Pannacota słabo widać, słabo – bo malutkie. Najważniejsze jednak, że Ty widziałaś i wszystkie pomiary dobre!
 
Pomimo Waszych słów otuchy bardzo się boję jutra. Do tego dzisiaj tak od 11 zaczelo mnie bolec cale podbrzusze i krocze. I z godziny na godzine jest coraz gorzej a przeciez przy nospie nie pownno bolec. Ciągnie mnie tam i boli, tak tępo. Musze wytrzymac do tych badan genetycznych. Jesli jutro tak dalej bedzie zgłosze sie na pogotowie niech mnie dadza na oddzial. Jaka masakra :(((
 
szczęściara jedź teraz. Ból brzucha nie jest normalny w ciąży i nospa nie zawsze pomaga. Poza tym tobie szyjka się skraca. Jak możesz to pojedz do szpitale niech cię zobaczą, a może i jakiś fajny lekarz będzie i cię uspokoi i powie, ze dzidzia ma nosek.
 
Dziewczyny....dzisiaj miałam robione USG genetyczne przez mojego lekarz prowadzącego i jestem wściekła na maxa, bo było gorzej niż na zwykłej wizycie.
Co się działo konkretnie na Waszych wizytach...bo u mnie coś tam sobie sprawdzał, nic mi nie mówił..mój mąż widział, ale na rozbudowane komentarze nie mogliśmy liczyć. Wiem, że:

-jest kręgosłup, jest żołądek, jest pęcherz (tzn. mężowi pokazywał, a jak mi chciał pokazać to niby ciężko było, bo jak lekarz powiedział musiał być opróżniony), jest serce.....nie było pomiarów żadnych organów...Czy u Was to mierzono czy po prostu powiedziane, że jest co ma być i ok?

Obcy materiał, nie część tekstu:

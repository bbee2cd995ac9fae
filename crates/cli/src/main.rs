use anyhow::Result;
use clap::Parser;
use east_asian_spacing_cli::cli::Cli;
use env_logger::init;

fn main() -> Result<()> {
    init();
    Cli::parse().command.run()
}
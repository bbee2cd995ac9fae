//! InkBoundsAnalyzer: computes a glyph's ink bounding box from its outline
//! and decides whether it has "room" for half-width spacing (spec.md §4.2).

use kurbo::{BezPath, Shape};
use read_fonts::types::GlyphId;
use skrifa::outline::{DrawSettings, OutlinePen};

use crate::{
    error::{Error, Result},
    font::Font,
};

/// Axis-aligned ink bounding box, in design units, with the origin at the
/// glyph's advance-box left edge / baseline.
#[derive(Debug, Clone, Copy, PartialEq)]
pub struct InkBounds {
    pub left: f64,
    pub right: f64,
    pub top: f64,
    pub bottom: f64,
}

impl InkBounds {
    pub fn width(&self) -> f64 {
        self.right - self.left
    }
}

/// Collects outline segments into a [`kurbo::BezPath`]. Quadratic and
/// cubic control points are included verbatim (not just endpoints), which
/// is a documented slight over-estimate of the true ink box at curve
/// bulges (spec.md §4.2).
#[derive(Default)]
struct BoundsPen {
    path: BezPath,
}

impl OutlinePen for BoundsPen {
    fn move_to(&mut self, x: f32, y: f32) {
        self.path.move_to((x as f64, y as f64));
    }

    fn line_to(&mut self, x: f32, y: f32) {
        self.path.line_to((x as f64, y as f64));
    }

    fn quad_to(&mut self, cx0: f32, cy0: f32, x: f32, y: f32) {
        self.path.quad_to((cx0 as f64, cy0 as f64), (x as f64, y as f64));
    }

    fn curve_to(&mut self, cx0: f32, cy0: f32, cx1: f32, cy1: f32, x: f32, y: f32) {
        self.path.curve_to(
            (cx0 as f64, cy0 as f64),
            (cx1 as f64, cy1 as f64),
            (x as f64, y as f64),
        );
    }

    fn close(&mut self) {
        self.path.close_path();
    }
}

pub struct InkBoundsAnalyzer<'a, 'f> {
    font: &'a Font<'f>,
    tolerance: f64,
    fullwidth_advance: f64,
}

impl<'a, 'f> InkBoundsAnalyzer<'a, 'f> {
    pub fn new(font: &'a Font<'f>, tolerance: f64, fullwidth_advance: f64) -> Self {
        Self { font, tolerance, fullwidth_advance }
    }

    /// Walk `glyph_id`'s outline and return its ink bounding box.
    pub fn bounds(&self, glyph_id: GlyphId) -> Result<InkBounds> {
        let outlines = self.font.outline_glyphs();
        let outline = outlines
            .get(glyph_id)
            .ok_or(Error::OutlineMalformed(glyph_id.to_u16()))?;

        let mut pen = BoundsPen::default();
        let settings = DrawSettings::unhinted(skrifa::instance::Size::unscaled(), self.font.location());
        outline
            .draw(settings, &mut pen)
            .map_err(|_| Error::OutlineMalformed(glyph_id.to_u16()))?;

        if pen.path.elements().is_empty() {
            // Whitespace glyphs have no ink; treat as an empty box at origin.
            return Ok(InkBounds { left: 0.0, right: 0.0, top: 0.0, bottom: 0.0 });
        }

        let bbox = pen.path.bounding_box();
        Ok(InkBounds { left: bbox.x0, right: bbox.x1, top: bbox.y1, bottom: bbox.y0 })
    }

    pub fn is_halfwidth_left(&self, bounds: &InkBounds, advance: f64) -> bool {
        is_halfwidth_left(bounds, advance, self.tolerance)
    }

    pub fn is_halfwidth_right(&self, bounds: &InkBounds, advance: f64) -> bool {
        is_halfwidth_right(bounds, advance, self.tolerance)
    }

    pub fn is_halfwidth_middle(&self, bounds: &InkBounds, advance: f64) -> bool {
        is_halfwidth_middle(bounds, advance, self.tolerance)
    }

    pub fn is_fullwidth(&self, advance: f64, units_per_em: f64) -> bool {
        is_fullwidth(advance, units_per_em, self.fullwidth_advance, self.tolerance)
    }
}

/// `ink bbox's right edge <= advance/2 + tolerance` (spec.md §4.2).
pub fn is_halfwidth_left(bounds: &InkBounds, advance: f64, tolerance: f64) -> bool {
    bounds.right <= advance / 2.0 + tolerance
}

/// `ink bbox's left edge >= advance/2 - tolerance` (spec.md §4.2).
pub fn is_halfwidth_right(bounds: &InkBounds, advance: f64, tolerance: f64) -> bool {
    bounds.left >= advance / 2.0 - tolerance
}

/// Both `left >= advance/4 - tolerance` and `right <= 3*advance/4 +
/// tolerance` (spec.md §4.2).
pub fn is_halfwidth_middle(bounds: &InkBounds, advance: f64, tolerance: f64) -> bool {
    bounds.left >= advance / 4.0 - tolerance && bounds.right <= 3.0 * advance / 4.0 + tolerance
}

/// `advance` within `tolerance` of `units_per_em * fullwidth_advance_ems`.
pub fn is_fullwidth(advance: f64, units_per_em: f64, fullwidth_advance_ems: f64, tolerance: f64) -> bool {
    (advance - units_per_em * fullwidth_advance_ems).abs() <= tolerance
}

#[cfg(test)]
mod tests {
    use super::*;

    #[test]
    fn halfwidth_left_accepts_ink_in_left_half() {
        let bounds = InkBounds { left: 0.0, right: 480.0, top: 700.0, bottom: 0.0 };
        assert!(is_halfwidth_left(&bounds, 1000.0, 50.0));
        assert!(!is_halfwidth_right(&bounds, 1000.0, 50.0));
    }

    #[test]
    fn halfwidth_right_accepts_ink_in_right_half() {
        let bounds = InkBounds { left: 520.0, right: 1000.0, top: 700.0, bottom: 0.0 };
        assert!(is_halfwidth_right(&bounds, 1000.0, 50.0));
        assert!(!is_halfwidth_left(&bounds, 1000.0, 50.0));
    }

    #[test]
    fn halfwidth_middle_requires_both_margins() {
        let centered = InkBounds { left: 260.0, right: 740.0, top: 700.0, bottom: 0.0 };
        assert!(is_halfwidth_middle(&centered, 1000.0, 50.0));

        let left_heavy = InkBounds { left: 0.0, right: 740.0, top: 700.0, bottom: 0.0 };
        assert!(!is_halfwidth_middle(&left_heavy, 1000.0, 50.0));
    }

    #[test]
    fn fullwidth_within_tolerance() {
        assert!(is_fullwidth(990.0, 1000.0, 1.0, 50.0));
        assert!(!is_fullwidth(400.0, 1000.0, 1.0, 50.0));
    }
}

- ciężko było zmierzyć przezierność, po 30 minutach musiałam iść na spacer i znowu wrócić...niby się udało...1,29- i to jest jedyny pomiar jaki mam;

- kość nosowa- nie mam pomiaru; tylko pokazane było, że wyraźnie jest...Wszystkie miałyście mierzoną?

- przepływów nie robił, bo mówił, że w tak niskiej ciąży jest to pozbawione sensu i nie robi się tego; dopiero na połówkowym;

- serduszko słyszałam z 3 sekundy...oczywiście nie zmierzył tętna...Zawsze macie podane ?

Pocieszam się tym, że lekarz widzi serducho jak bije i gdyby biło jakoś wolno i to tak byłoby to widać na obrazie USG...

Poszłam na USG spokojna, a wyszłam niespokojna i zawiedziona ze szczuplejszym portfelem.

Zawsze dostawałam płytkę, dzisiaj nic..

a, łożysko mam na przedniej ścianie;

Szczęściara
jedź teraz na izbę, na nic nie czekaj...zwłaszcza, że masz skracającą się szyjkę!

-
 
reklama
Takhisis ja jeszcze nie byłam teraz na prenatalnym, ale jak byłam z córką w 13 tc to miałam wszystko pomierzone i przepływy posprawdzane, dokładnie wszytko miałam opisywane i pokazywane, a byłam u tej pani dr pierwszy raz.